What is needed: Copy out every line of the records in which "lines" can be found.

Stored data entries
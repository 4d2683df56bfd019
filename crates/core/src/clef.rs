// SPDX-License-Identifier: MIT
// Copyright (c) 2026 Alfred Jean LLC

//! Compact Log Event Format (CLEF) decoding.
//!
//! Each line of a `.clef` file is one JSON object. Reserved fields are
//! prefixed with `@`:
//! - `@t`: timestamp (ISO 8601, required)
//! - `@l`: level (defaults to `Information`)
//! - `@mt` / `@m`: message template / rendered message
//! - `@x`: exception text
//! - `@i`: event id
//! - `@r`: renderings of template tokens
//!
//! Everything else is a property. User properties whose names start with
//! `@` are escaped on disk as `@@`.

use chrono::{DateTime, FixedOffset};
use serde::{Deserialize, Serialize};
use serde_json::{Map, Value};
use std::collections::BTreeMap;
use std::fmt;
use std::path::{Path, PathBuf};
use std::str::FromStr;

use crate::error::{Error, Result};
use crate::payload::{Accumulator, PayloadBuilder};
use crate::rolling::RollingInterval;

/// Severity of a log event.
#[derive(Debug, Clone, Copy, PartialEq, Eq, PartialOrd, Ord, Default)]
pub enum Level {
    Verbose,
    Debug,
    #[default]
    Information,
    Warning,
    Error,
    Fatal,
}

impl Level {
    /// Returns the canonical level name as written in CLEF.
    pub fn as_str(&self) -> &'static str {
        match self {
            Level::Verbose => "Verbose",
            Level::Debug => "Debug",
            Level::Information => "Information",
            Level::Warning => "Warning",
            Level::Error => "Error",
            Level::Fatal => "Fatal",
        }
    }
}

impl fmt::Display for Level {
    fn fmt(&self, f: &mut fmt::Formatter<'_>) -> fmt::Result {
        write!(f, "{}", self.as_str())
    }
}

impl FromStr for Level {
    type Err = Error;

    fn from_str(s: &str) -> Result<Self> {
        match s.to_lowercase().as_str() {
            "verbose" | "trace" => Ok(Level::Verbose),
            "debug" => Ok(Level::Debug),
            "information" | "info" => Ok(Level::Information),
            "warning" | "warn" => Ok(Level::Warning),
            "error" | "err" => Ok(Level::Error),
            "fatal" | "critical" => Ok(Level::Fatal),
            _ => Err(Error::Decode(format!("unknown level '{s}'"))),
        }
    }
}

/// A structured event decoded from one CLEF line.
#[derive(Debug, Clone, PartialEq)]
pub struct LogEvent {
    pub timestamp: DateTime<FixedOffset>,
    pub level: Level,
    pub message_template: Option<String>,
    pub message: Option<String>,
    pub exception: Option<String>,
    /// `@i` as written: writers emit both numeric and string ids.
    pub event_id: Option<Value>,
    pub renderings: Option<Value>,
    pub properties: BTreeMap<String, Value>,
}

impl LogEvent {
    /// Decodes a single CLEF line.
    ///
    /// # Errors
    ///
    /// Returns [`Error::Decode`] if the line is not a JSON object, `@t` is
    /// missing or not a valid timestamp, or `@l` names an unknown level.
    pub fn from_clef(line: &str) -> Result<Self> {
        let value: Value =
            serde_json::from_str(line).map_err(|e| Error::Decode(format!("invalid JSON: {e}")))?;
        let Value::Object(fields) = value else {
            return Err(Error::Decode("event is not a JSON object".to_string()));
        };

        let timestamp = match fields.get("@t") {
            Some(Value::String(t)) => DateTime::parse_from_rfc3339(t)
                .map_err(|e| Error::Decode(format!("invalid @t '{t}': {e}")))?,
            Some(_) => return Err(Error::Decode("@t must be a string".to_string())),
            None => return Err(Error::Decode("missing @t".to_string())),
        };

        let level = match fields.get("@l") {
            Some(Value::String(l)) => l.parse()?,
            Some(_) => return Err(Error::Decode("@l must be a string".to_string())),
            None => Level::default(),
        };

        let mut event = LogEvent {
            timestamp,
            level,
            message_template: string_field(&fields, "@mt"),
            message: string_field(&fields, "@m"),
            exception: string_field(&fields, "@x"),
            event_id: fields.get("@i").cloned(),
            renderings: fields.get("@r").cloned(),
            properties: BTreeMap::new(),
        };

        for (key, value) in fields {
            if let Some(escaped) = key.strip_prefix("@@") {
                event.properties.insert(format!("@{escaped}"), value);
            } else if !key.starts_with('@') {
                event.properties.insert(key, value);
            }
        }

        Ok(event)
    }

    /// Encodes the event back into a CLEF object.
    pub fn to_clef(&self) -> Value {
        let mut fields = Map::new();
        fields.insert("@t".into(), Value::String(self.timestamp.to_rfc3339()));
        if self.level != Level::Information {
            fields.insert("@l".into(), Value::String(self.level.as_str().into()));
        }
        let optional = [
            ("@mt", &self.message_template),
            ("@m", &self.message),
            ("@x", &self.exception),
        ];
        for (key, value) in optional {
            if let Some(v) = value {
                fields.insert(key.into(), Value::String(v.clone()));
            }
        }
        if let Some(id) = &self.event_id {
            fields.insert("@i".into(), id.clone());
        }
        if let Some(r) = &self.renderings {
            fields.insert("@r".into(), r.clone());
        }
        for (key, value) in &self.properties {
            let key = if key.starts_with('@') {
                format!("@{key}")
            } else {
                key.clone()
            };
            fields.insert(key, value.clone());
        }
        Value::Object(fields)
    }
}

fn string_field(fields: &Map<String, Value>, key: &str) -> Option<String> {
    fields.get(key).and_then(Value::as_str).map(str::to_string)
}

/// What to do with a line that cannot be decoded as a CLEF event.
#[derive(Debug, Clone, Copy, PartialEq, Eq, Default, Serialize, Deserialize)]
#[serde(rename_all = "snake_case")]
pub enum DecodePolicy {
    /// Abort the batch; the caller keeps its previous checkpoint.
    #[default]
    Fail,
    /// Log the line on the diagnostics channel and leave it out of the payload.
    Skip,
}

impl DecodePolicy {
    pub fn as_str(&self) -> &'static str {
        match self {
            DecodePolicy::Fail => "fail",
            DecodePolicy::Skip => "skip",
        }
    }
}

impl fmt::Display for DecodePolicy {
    fn fmt(&self, f: &mut fmt::Formatter<'_>) -> fmt::Result {
        write!(f, "{}", self.as_str())
    }
}

impl FromStr for DecodePolicy {
    type Err = Error;

    fn from_str(s: &str) -> Result<Self> {
        match s.to_lowercase().as_str() {
            "fail" => Ok(DecodePolicy::Fail),
            "skip" => Ok(DecodePolicy::Skip),
            _ => Err(Error::Decode(format!(
                "unknown decode policy '{s}' (expected fail or skip)"
            ))),
        }
    }
}

/// Decodes lines into [`LogEvent`]s.
///
/// `init` rejects files that do not follow the rolling naming convention.
/// Undecodable lines are handled per [`DecodePolicy`]: with
/// [`DecodePolicy::Fail`] the first bad line fails the whole batch and every
/// event accumulated so far is discarded.
#[derive(Debug, Clone, Copy, Default)]
pub struct ClefEvents {
    rolling_interval: RollingInterval,
    decode_policy: DecodePolicy,
}

impl ClefEvents {
    pub fn new(rolling_interval: RollingInterval) -> Self {
        ClefEvents {
            rolling_interval,
            decode_policy: DecodePolicy::default(),
        }
    }

    pub fn with_decode_policy(mut self, decode_policy: DecodePolicy) -> Self {
        self.decode_policy = decode_policy;
        self
    }

    pub fn rolling_interval(&self) -> RollingInterval {
        self.rolling_interval
    }

    pub fn decode_policy(&self) -> DecodePolicy {
        self.decode_policy
    }
}

impl PayloadBuilder for ClefEvents {
    type Payload = Vec<LogEvent>;
    type Accumulator = ClefAccumulator;

    fn empty(&self) -> Vec<LogEvent> {
        Vec::new()
    }

    fn init(&self, file: &Path) -> Result<ClefAccumulator> {
        self.rolling_interval.validate_file_name(file)?;
        Ok(ClefAccumulator {
            file: file.to_path_buf(),
            policy: self.decode_policy,
            events: Vec::new(),
        })
    }
}

/// Events decoded so far in one batch.
#[derive(Debug)]
pub struct ClefAccumulator {
    file: PathBuf,
    policy: DecodePolicy,
    events: Vec<LogEvent>,
}

impl Accumulator for ClefAccumulator {
    type Payload = Vec<LogEvent>;

    fn add(&mut self, line: &str) -> Result<()> {
        match LogEvent::from_clef(line) {
            Ok(event) => {
                self.events.push(event);
                Ok(())
            }
            Err(e) if self.policy == DecodePolicy::Skip => {
                tracing::warn!(
                    target: "spool::selflog",
                    file = %self.file.display(),
                    error = %e,
                    data = line,
                    "skipping event that cannot be decoded"
                );
                Ok(())
            }
            Err(e) => Err(e),
        }
    }

    fn finish(self) -> Vec<LogEvent> {
        self.events
    }
}

#[cfg(test)]
#[path = "clef_tests.rs"]
mod tests;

Reply to the exercise:
/// Decodes lines into [`LogEvent`]s.
/// Undecodable lines are handled per [`DecodePolicy`]: with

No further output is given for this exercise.